I think the development was maintained for a little bit, but probably not past 8.5. Might not take too long to update though

view this post on Zulip Bas Spitters (Jul 12 2021 at 12:16):

@Théo Zimmermann would alt-ergo be a project to be maintained by the community ?

view this post on Zulip Cody Roux (Jul 12 2021 at 12:54):

Matthieu Sozeau said:

With all the work that has been done on verifying imperative programs with expressive separation logics, I suppose it's no longer out of reach to verify all the crazy optimizations done in today's solvers.

It sure isn't!

view this post on Zulip Théo Zimmermann (Jul 12 2021 at 13:09):

Bas Spitters said:

Théo Zimmermann would alt-ergo be a project to be maintained by the community ?
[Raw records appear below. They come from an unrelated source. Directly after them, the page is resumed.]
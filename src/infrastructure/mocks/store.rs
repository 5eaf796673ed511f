//! Store double that can be switched into an outage.

use crate::application::ports::{
    Clock, Store, StoreError, WindowEntry, WindowOutcome, WindowRequest,
};
use crate::infrastructure::memory_store::MemoryStore;
use crate::infrastructure::mocks::MockClock;
use std::collections::HashMap;
use std::sync::atomic::{AtomicBool, AtomicU64, Ordering};
use std::sync::Arc;

/// Store that delegates to an inner store until told to fail.
///
/// While failing, every operation returns [`StoreError::Unavailable`]
/// without touching the inner store. Every call is counted either way, so
/// tests can assert that an open circuit stopped traffic. Record reads
/// can be failed on their own with [`FailingStore::set_failing_reads`].
///
/// ```
/// use api_throttle::infrastructure::mocks::FailingStore;
/// use api_throttle::application::ports::Store;
///
/// let store = FailingStore::new();
/// assert!(store.counter("k").is_err());
///
/// store.set_failing(false);
/// assert_eq!(store.counter("k").unwrap(), 0);
/// assert_eq!(store.calls(), 2);
/// ```
#[derive(Debug)]
pub struct FailingStore {
    inner: Arc<dyn Store>,
    failing: AtomicBool,
    failing_reads: AtomicBool,
    calls: AtomicU64,
}

impl FailingStore {
    /// A store that fails every call.
    pub fn new() -> Self {
        let clock: Arc<dyn Clock> = Arc::new(MockClock::default());
        Self::wrapping(Arc::new(MemoryStore::new(clock)), true)
    }

    /// Wrap `inner`, starting healthy or failing.
    pub fn wrapping(inner: Arc<dyn Store>, failing: bool) -> Self {
        Self {
            inner,
            failing: AtomicBool::new(failing),
            failing_reads: AtomicBool::new(false),
            calls: AtomicU64::new(0),
        }
    }

    pub fn set_failing(&self, failing: bool) {
        self.failing.store(failing, Ordering::SeqCst);
    }

    /// Fail only [`Store::get`], leaving every other operation alone.
    pub fn set_failing_reads(&self, failing: bool) {
        self.failing_reads.store(failing, Ordering::SeqCst);
    }

    /// Operations attempted against this store.
    pub fn calls(&self) -> u64 {
        self.calls.load(Ordering::SeqCst)
    }

    fn gate(&self) -> Result<&dyn Store, StoreError> {
        self.calls.fetch_add(1, Ordering::SeqCst);
        if self.failing.load(Ordering::SeqCst) {
            Err(StoreError::Unavailable("simulated outage".to_string()))
        } else {
            Ok(self.inner.as_ref())
        }
    }
}

impl Default for FailingStore {
    fn default() -> Self {
        Self::new()
    }
}

impl Store for FailingStore {
    fn check_and_insert(
        &self,
        key: &str,
        request: &WindowRequest,
    ) -> Result<WindowOutcome, StoreError> {
        self.gate()?.check_and_insert(key, request)
    }

    fn append_to_window(
        &self,
        key: &str,
        score: u64,
        member: &str,
        cutoff: u64,
        ttl_ms: u64,
    ) -> Result<u64, StoreError> {
        self.gate()?
            .append_to_window(key, score, member, cutoff, ttl_ms)
    }

    fn window_entries(
        &self,
        key: &str,
        min_score: u64,
        max_score: u64,
    ) -> Result<Vec<WindowEntry>, StoreError> {
        self.gate()?.window_entries(key, min_score, max_score)
    }

    fn count_window(&self, key: &str, cutoff: u64) -> Result<u64, StoreError> {
        self.gate()?.count_window(key, cutoff)
    }

    fn remove_from_window(&self, key: &str, member: &str) -> Result<bool, StoreError> {
        self.gate()?.remove_from_window(key, member)
    }

    fn increment(&self, key: &str, delta: i64, ttl_ms: u64) -> Result<i64, StoreError> {
        self.gate()?.increment(key, delta, ttl_ms)
    }

    fn counter(&self, key: &str) -> Result<i64, StoreError> {
        self.gate()?.counter(key)
    }

    fn increment_field(
        &self,
        key: &str,
        field: &str,
        delta: i64,
        ttl_ms: u64,
    ) -> Result<i64, StoreError> {
        self.gate()?.increment_field(key, field, delta, ttl_ms)
    }

    fn field(&self, key: &str, field: &str) -> Result<Option<i64>, StoreError> {
        self.gate()?.field(key, field)
    }

    fn fields(&self, key: &str) -> Result<HashMap<String, i64>, StoreError> {
        self.gate()?.fields(key)
    }

    fn add_member(&self, key: &str, member: &str, ttl_ms: u64) -> Result<(), StoreError> {
        self.gate()?.add_member(key, member, ttl_ms)
    }

    fn members(&self, key: &str) -> Result<Vec<String>, StoreError> {
        self.gate()?.members(key)
    }

    fn get(&self, key: &str) -> Result<Option<Vec<u8>>, StoreError> {
        let store = self.gate()?;
        if self.failing_reads.load(Ordering::SeqCst) {
            return Err(StoreError::Unavailable("simulated read failure".to_string()));
        }
        store.get(key)
    }

    fn put(&self, key: &str, value: &[u8], ttl_ms: u64) -> Result<(), StoreError> {
        self.gate()?.put(key, value, ttl_ms)
    }

    fn delete(&self, keys: &[String]) -> Result<u64, StoreError> {
        self.gate()?.delete(keys)
    }

    fn scan(&self, pattern: &str) -> Result<Vec<String>, StoreError> {
        self.gate()?.scan(pattern)
    }
}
AFAICT alt-ergo is maintained: https://alt-ergo.ocamlpro.com/ / https://github.com/OCamlPro/alt-ergo/

view this post on Zulip Bas Spitters (Jul 12 2021 at 13:15):

@Théo Zimmermann but those are not the coq sources...

view this post on Zulip Théo Zimmermann (Jul 12 2021 at 13:19):

Are the Coq sources available anywhere and under an open source license? If yes, then it would be in scope of coq-community to maintain them. However, they should probably need a new / modified name to distinguish them from the currently maintained alt-ergo project. And of course, this would be possible only if we find a volunteer, but you can begin by proposing the idea at https://github.com/coq-community/manifesto/issues/new/choose

view this post on Zulip Guillaume Melquiond (Jul 12 2021 at 13:20):

There have never been any attempt to verify Alt-Ergo in Coq. What was verified by Stéphane Lescuyer was a minimal SMT solver with a toy theory for arithmetic and no support for quantifiers: https://github.com/coq-contribs/ergo

view this post on Zulip Bas Spitters (Jul 12 2021 at 13:23):

@Guillaume Melquiond Thanks! Is this up to date with master, and do you happen to know whether it extracts (to ocaml)?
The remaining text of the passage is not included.